They had to be on this road somewhere. It was the only road within ten miles of Headquarters that ran along the ravine. Havoc had specifically mentioned the ravine. The Colonel and Fullmetal were somewhere down below the road, most likely injured in the wreckage of the company car... but the ravine ran for miles and miles... They could be anywhere.
No one had reported an accident. Then again, that was likely because no one outside of those involved had seen it. The freak snowstorm that had covered the past few days with frigid whiteness had kept many people off the roads. Where she was now, there were no other cars in sight at all except for the flashing lights of the ambulance behind her and a two other military cars.
Riza swallowed hard and gave the car a little more gas, driving carefully but still trying to hurry.
It would be dark soon.
XXXXXXXXXXXXXXXXXXXXXXXXXXXXXXXXXXXXXXXXXXXXXX
It had been over half an hour since the accident.
It was very cold and it was getting hard to breathe.
"S-stay awake, Colonel. They'll be here soon." Ed had been saying the same thing just about every five minutes. The hope in his voice was starting to fade, but he kept saying it anyway, trying to make them both believe it.
Still, Roy forced his eyes open once again. It was getting harder and harder each time. His pain had diminished somewhat for the moment—he was almost getting used to the infrequent muscle spasms—but he was getting so tired. His body was ready to give up the fight, but Ed was pushing him forward, tacitly begging him to keep living.
He raised a hand to the side of his neck and checked his pulse. Too fast and too weak, little more than the wing beats of a butterfly fluttering against his fingertips. He probably didn't have much longer. He couldn't get enough air. He was breathing hard, but his head still spun from not having enough oxygen. Deep breaths hurt too much, so he made do with short, erratic gasps.
He wondered absently which would stop first: his heart or his lungs?
He looked over at Ed, dizzy and numb. The kid hadn't really taken his eyes off of him since the crash, and he wore the worry on his face like a mask that carved itself deeper and deeper into his flesh with every passing moment.
Neither of them were able to contribute much to conversation anymore.
Ed was pale and shivering hard. It had started snowing again outside and the powder was blowing in through Ed's broken window, coating the side of his shoulder, neck, and head with white. His clothes were still soaked from the slush that had invaded the car when they hit the bottom of the ravine. Locks of his damp hair had already frozen solid against his face, stiffening into surreal tendrils spiraling on his cheek. Hypothermia was going to become a real threat if he didn't get out of here soon.
Roy looked down at his wound, ears ringing. The bloody cloth of his uniform had frozen to the metal beam. It didn't really hurt that much anymore. He put both hands around the beam and squeezed hard, testing his grip.

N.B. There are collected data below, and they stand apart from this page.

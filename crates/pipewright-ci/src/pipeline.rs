//! Pipeline orchestration: trigger gate, matrix fan-out, fail-fast.

use std::sync::Arc;
use std::time::Instant;

use chrono::{DateTime, Utc};
use pipewright_core::{
    evaluate_trigger, expand_job, Event, JobContext, JobDefinition, PipelineDefinition,
    TriggerDecision,
};
use serde::Serialize;
use tokio::sync::{OwnedSemaphorePermit, Semaphore};
use tokio::task::JoinSet;
use tokio_util::sync::CancellationToken;
use tracing::{error, info, warn};
use uuid::Uuid;

use crate::gate::{GateVerdict, RunGate};
use crate::job::{JobReport, JobRunner, JobStatus};

/// Result of a complete pipeline run.
#[derive(Debug, Clone, Serialize)]
pub struct RunReport {
    pub run_id: String,
    pub pipeline: String,
    pub event: Event,
    pub decision: TriggerDecision,
    pub started_at: DateTime<Utc>,
    pub duration_ms: u64,
    /// Job instances in declaration order, then matrix order.
    pub jobs: Vec<JobReport>,
}

impl RunReport {
    pub fn triggered(&self) -> bool {
        self.decision.should_run()
    }

    pub fn verdict(&self) -> GateVerdict {
        RunGate::evaluate(self)
    }

    pub fn count(&self, status: JobStatus) -> usize {
        self.jobs.iter().filter(|j| j.status == status).count()
    }

    /// Reports of every instance of job definition `name`.
    pub fn job(&self, name: &str) -> Vec<&JobReport> {
        self.jobs.iter().filter(|j| j.id.job == name).collect()
    }
}

/// Runs every job instance of a pipeline concurrently.
#[derive(Debug, Clone)]
pub struct PipelineRunner {
    jobs: JobRunner,
    max_parallel: Option<usize>,
}

/// Limits above what tokio can count are no limit at all.
fn limit(permits: usize) -> Arc<Semaphore> {
    Arc::new(Semaphore::new(permits.clamp(1, Semaphore::MAX_PERMITS)))
}

async fn acquire(
    semaphore: Option<&Arc<Semaphore>>,
    cancel: &CancellationToken,
) -> Option<OwnedSemaphorePermit> {
    let semaphore = semaphore?.clone();
    tokio::select! {
        _ = cancel.cancelled() => None,
        permit = semaphore.acquire_owned() => permit.ok(),
    }
}

impl PipelineRunner {
    pub fn new(jobs: JobRunner) -> Self {
        Self {
            jobs,
            max_parallel: None,
        }
    }

    /// Cap concurrently running job instances across the whole run.
    pub fn with_max_parallel(mut self, max_parallel: Option<usize>) -> Self {
        self.max_parallel = max_parallel.filter(|n| *n > 0);
        self
    }

    pub async fn run(&self, definition: &PipelineDefinition, event: &Event) -> RunReport {
        self.run_with_cancel(definition, event, CancellationToken::new())
            .await
    }

    /// Run the pipeline; cancelling `cancel` cancels every job that has not
    /// finished, the same way fail-fast does.
    pub async fn run_with_cancel(
        &self,
        definition: &PipelineDefinition,
        event: &Event,
        cancel: CancellationToken,
    ) -> RunReport {
        let run_id = Uuid::new_v4().to_string();
        let started_at = Utc::now();
        let start = Instant::now();
        let decision = evaluate_trigger(definition, event);

        let mut report = RunReport {
            run_id: run_id.clone(),
            pipeline: definition.name.clone(),
            event: event.clone(),
            decision,
            started_at,
            duration_ms: 0,
            jobs: Vec::new(),
        };

        if !decision.should_run() {
            info!(run_id = %run_id, pipeline = %definition.name, decision = ?decision, "Pipeline not triggered");
            return report;
        }
        info!(run_id = %run_id, pipeline = %definition.name, event = %event.kind, branch = %event.branch, "Starting pipeline run");

        let global = self.max_parallel.map(limit);
        let mut instances: Vec<(Arc<JobDefinition>, JobContext)> = Vec::new();
        let mut tasks = JoinSet::new();

        for (name, job) in definition.jobs.iter() {
            let job = Arc::new(job.clone());
            let expansion = expand_job(&job);
            if expansion.is_empty() {
                warn!(run_id = %run_id, job = %name, "Job matrix is empty; nothing to run");
                continue;
            }

            // Fail-fast scope is the instances of one job definition.
            let siblings = cancel.child_token();
            let local = job.strategy.max_parallel.map(limit);

            for combination in expansion.combinations {
                let ctx = JobContext::new(&definition.env, name, &job, combination);
                let index = instances.len();
                instances.push((job.clone(), ctx.clone()));

                let runner = self.jobs.clone();
                let job = job.clone();
                let token = siblings.clone();
                let local = local.clone();
                let global = global.clone();
                tasks.spawn(async move {
                    let _local = acquire(local.as_ref(), &token).await;
                    let _global = acquire(global.as_ref(), &token).await;
                    let report = runner.run(&job, &ctx, &token).await;
                    if report.status == JobStatus::Failed && report.required && job.strategy.fail_fast {
                        warn!(job = %ctx.id, "Job failed; cancelling sibling jobs");
                        token.cancel();
                    }
                    (index, report)
                });
            }
        }

        let mut slots: Vec<Option<JobReport>> = vec![None; instances.len()];
        while let Some(joined) = tasks.join_next().await {
            match joined {
                Ok((index, job_report)) => slots[index] = Some(job_report),
                Err(e) => error!(run_id = %run_id, error = %e, "Job task aborted"),
            }
        }

        report.jobs = slots
            .into_iter()
            .zip(instances)
            .map(|(slot, (job, ctx))| {
                slot.unwrap_or_else(|| {
                    JobReport::aborted(&ctx, &job, JobStatus::Failed, Some("job task aborted".to_string()))
                })
            })
            .collect();
        report.duration_ms = start.elapsed().as_millis() as u64;

        let verdict = report.verdict();
        info!(
            run_id = %run_id,
            passed = verdict.passed,
            succeeded = report.count(JobStatus::Succeeded),
            failed = report.count(JobStatus::Failed),
            cancelled = report.count(JobStatus::Cancelled),
            duration_ms = report.duration_ms,
            "Pipeline run finished"
        );
        report
    }
}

"I'm going to pull it out." The decision came to him quickly, egged on by the pallor of Ed's face and the chattering of his teeth. They didn't both have to die. Just one of them. Ed's death was preventable if they could just get him out of the car, and he'd be able to do that if only Roy removed the beam. It was a simple solution. It was rational.
Ed made a nervous, incredulous sound. "Are you crazy? You'll bleed to death if you pull it out. Just be patient. Someone'll be here soon, okay?"
"You need to get out of here. The cold is getting to you, I can see it."
"I'm f-f-fine, really." He was lying. "You're hurt. You can't be thinking right... It'll be okay if we just wait some more."
"Ed, this is the only way."
"You'll die."
Roy rolled his head to the side to look down at Edward, almost moved by the concern in his voice. He smiled. "I'm already dead, kiddo. I don't think I'm walking away from this, no matter what I do at this point."
Ed licked his lips, agitated, knowing that he was right but not wanting to admit it aloud, not daring to let his commander give in to his looming mortality just yet. "Just wait a few more minutes. Alright? Someone will come, you'll see. Just give it a few more minutes."
"No one's coming."
"Fuck, just be patient. Just five more minutes. Please."
Roy chuckled at the thought of Ed telling him to be patient, but even that small movement made pain lance through his gut again and he couldn't hold back the muffled cry that tore out of his throat. His pulse beat a hazy black design behind his eyes and it was all he could do to will them open again as he desperately sucked air into his failing lungs.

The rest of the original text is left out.